真由子も、セックスの後は、幸せだよ、愛してるよ、と優しい態度を見せてくれていました。
けれども本当のことは、言葉にしなくても、身体が知っています。
処女と童貞、初めてのセックスで、お互いの身体の相性が合う確率はどれくらいあるでしょうか。
身体の相性……それは、互いの気持ちの問題や、抱き合った時の相性もありますが、最終的には下半身の問題……つまりはチ○コとマ○コの相性です。
初めて結ばれた相手が、偶然にもチ○コとマ○コの相性がぴったり。そんなことがあるでしょうか。

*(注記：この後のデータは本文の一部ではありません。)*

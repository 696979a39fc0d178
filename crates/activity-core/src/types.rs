use chrono::{DateTime, NaiveDateTime, Utc};
use serde::{Deserialize, Deserializer, Serialize};

/// Number of records requested per account fetch.
pub const DEFAULT_PAGE_SIZE: u32 = 100;

// ─── Raw Activity ─────────────────────────────────────────────────

/// One activity entry as sent by the remote, before it is bound to an account.
#[derive(Debug, Clone, Default, PartialEq, Eq, Serialize, Deserialize)]
pub struct RawActivity {
    /// Servers send the id as a number or as a numeric string.
    #[serde(default, deserialize_with = "id_from_number_or_string")]
    pub id: i64,
    #[serde(default)]
    pub subject: String,
    #[serde(default)]
    pub message: String,
    #[serde(default)]
    pub file: Option<String>,
    #[serde(default)]
    pub link: Option<String>,
    /// Server timestamp, usually RFC 3339.
    #[serde(default)]
    pub date: Option<String>,
}

fn id_from_number_or_string<'de, D: Deserializer<'de>>(deserializer: D) -> Result<i64, D::Error> {
    #[derive(Deserialize)]
    #[serde(untagged)]
    enum Id {
        Number(i64),
        Text(String),
    }

    match Option::<Id>::deserialize(deserializer)? {
        None => Ok(0),
        Some(Id::Number(n)) => Ok(n),
        Some(Id::Text(text)) => text.trim().parse().map_err(serde::de::Error::custom),
    }
}

// ─── Activity Record ──────────────────────────────────────────────

/// A single activity event owned by one account.
///
/// Identity is `(account_name, id)`. Records are never mutated after they
/// are built; the aggregator replaces whole sublists instead.
#[derive(Debug, Clone, PartialEq, Eq, Serialize)]
pub struct ActivityRecord {
    id: i64,
    account_name: String,
    subject: String,
    message: String,
    file_path: Option<String>,
    link: Option<String>,
    timestamp: Option<DateTime<Utc>>,
}

impl ActivityRecord {
    pub fn new(id: i64, account_name: impl Into<String>, subject: impl Into<String>) -> Self {
        Self {
            id,
            account_name: account_name.into(),
            subject: subject.into(),
            message: String::new(),
            file_path: None,
            link: None,
            timestamp: None,
        }
    }

    #[must_use]
    pub fn with_message(mut self, message: impl Into<String>) -> Self {
        self.message = message.into();
        self
    }

    #[must_use]
    pub fn with_file_path(mut self, path: impl Into<String>) -> Self {
        self.file_path = Some(path.into());
        self
    }

    #[must_use]
    pub fn with_timestamp(mut self, timestamp: DateTime<Utc>) -> Self {
        self.timestamp = Some(timestamp);
        self
    }

    /// Bind a raw server entry to `account_name`.
    ///
    /// Empty `file`/`link` strings become `None`; an unparseable `date`
    /// leaves the timestamp unset.
    pub fn from_raw(account_name: &str, raw: &RawActivity) -> Self {
        Self {
            id: raw.id,
            account_name: account_name.to_owned(),
            subject: raw.subject.clone(),
            message: raw.message.clone(),
            file_path: non_empty(raw.file.as_deref()),
            link: non_empty(raw.link.as_deref()),
            timestamp: raw.date.as_deref().and_then(parse_timestamp),
        }
    }

    pub fn id(&self) -> i64 {
        self.id
    }

    pub fn account_name(&self) -> &str {
        &self.account_name
    }

    pub fn subject(&self) -> &str {
        &self.subject
    }

    pub fn message(&self) -> &str {
        &self.message
    }

    pub fn file_path(&self) -> Option<&str> {
        self.file_path.as_deref()
    }

    pub fn link(&self) -> Option<&str> {
        self.link.as_deref()
    }

    pub fn timestamp(&self) -> Option<DateTime<Utc>> {
        self.timestamp
    }
}

fn non_empty(value: Option<&str>) -> Option<String> {
    value.filter(|s| !s.is_empty()).map(str::to_owned)
}

/// Parse a server timestamp. Accepts RFC 3339 and the zone-less
/// `YYYY-MM-DDTHH:MM:SS` form (taken as UTC).
pub fn parse_timestamp(value: &str) -> Option<DateTime<Utc>> {
    let value = value.trim();
    if let Ok(dt) = DateTime::parse_from_rfc3339(value) {
        return Some(dt.with_timezone(&Utc));
    }
    NaiveDateTime::parse_from_str(value, "%Y-%m-%dT%H:%M:%S")
        .ok()
        .map(|naive| naive.and_utc())
}

// ─── Fetch Protocol: Model <-> Gateway ────────────────────────────

/// A request for one page of an account's activities, most recent first.
#[derive(Debug, Clone, PartialEq, Eq, Serialize, Deserialize)]
pub struct FetchRequest {
    /// Monotonic per-model id; distinguishes a superseded request from the
    /// one currently in flight for the same account.
    pub request_id: u64,
    pub account_name: String,
    pub page: u32,
    pub page_size: u32,
}

/// Result of a single fetch.
#[derive(Debug, Clone, PartialEq, Eq)]
pub enum FetchOutcome {
    Records(Vec<RawActivity>),
    /// The remote reports the activity feature as disabled for this account.
    /// Any records it still sent are kept.
    FeatureUnavailable(Vec<RawActivity>),
    /// Transport or decode failure. No records arrived.
    Failed(String),
}

impl FetchOutcome {
    pub fn records(&self) -> &[RawActivity] {
        match self {
            Self::Records(records) | Self::FeatureUnavailable(records) => records,
            Self::Failed(_) => &[],
        }
    }

    pub fn is_feature_unavailable(&self) -> bool {
        matches!(self, Self::FeatureUnavailable(_))
    }

    pub fn is_failed(&self) -> bool {
        matches!(self, Self::Failed(_))
    }
}

/// Delivered exactly once per issued [`FetchRequest`].
#[derive(Debug, Clone, PartialEq, Eq)]
pub struct FetchCompletion {
    pub request: FetchRequest,
    pub outcome: FetchOutcome,
}

// ─── Notifications: Model -> Observers ────────────────────────────

/// Change notification emitted by the aggregation model.
///
/// Row ranges are half-open: `[start, start + count)`.
#[derive(Debug, Clone, PartialEq, Eq, Serialize)]
#[serde(tag = "kind", rename_all = "snake_case")]
pub enum ModelEvent {
    RowsInserted { start: usize, count: usize },
    RowsRemoved { start: usize, count: usize },
    /// Out-of-band: the account's server has the activity feature disabled.
    FeatureUnavailable { account: String },
}

impl ModelEvent {
    /// True for insert/remove events, which invalidate any cached row mapping.
    pub fn is_structural(&self) -> bool {
        matches!(self, Self::RowsInserted { .. } | Self::RowsRemoved { .. })
    }
}

// ─── Tests ────────────────────────────────────────────────────────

愛し合って結ばれた二人なのだから、チ○コとマ○コの相性も抜群。当然のようにそうなるものでしょうか。
現実には、そんな確率は高くはありません。
たとえ純愛で結ばれた恋人同士であっても、チ○コとマ○コの相性は、恋愛感情とは無関係なのです。
自分に合った相手を見つけるためには、靴を選ぶように、あるいは洋服を試着するように、いくつもいくつも実際に着てみて、試してみるしかありません。
何足もとっかえひっかえ靴を試着して、そして実際に歩いてみなければ、自分の足にぴったりな靴は見つかりません。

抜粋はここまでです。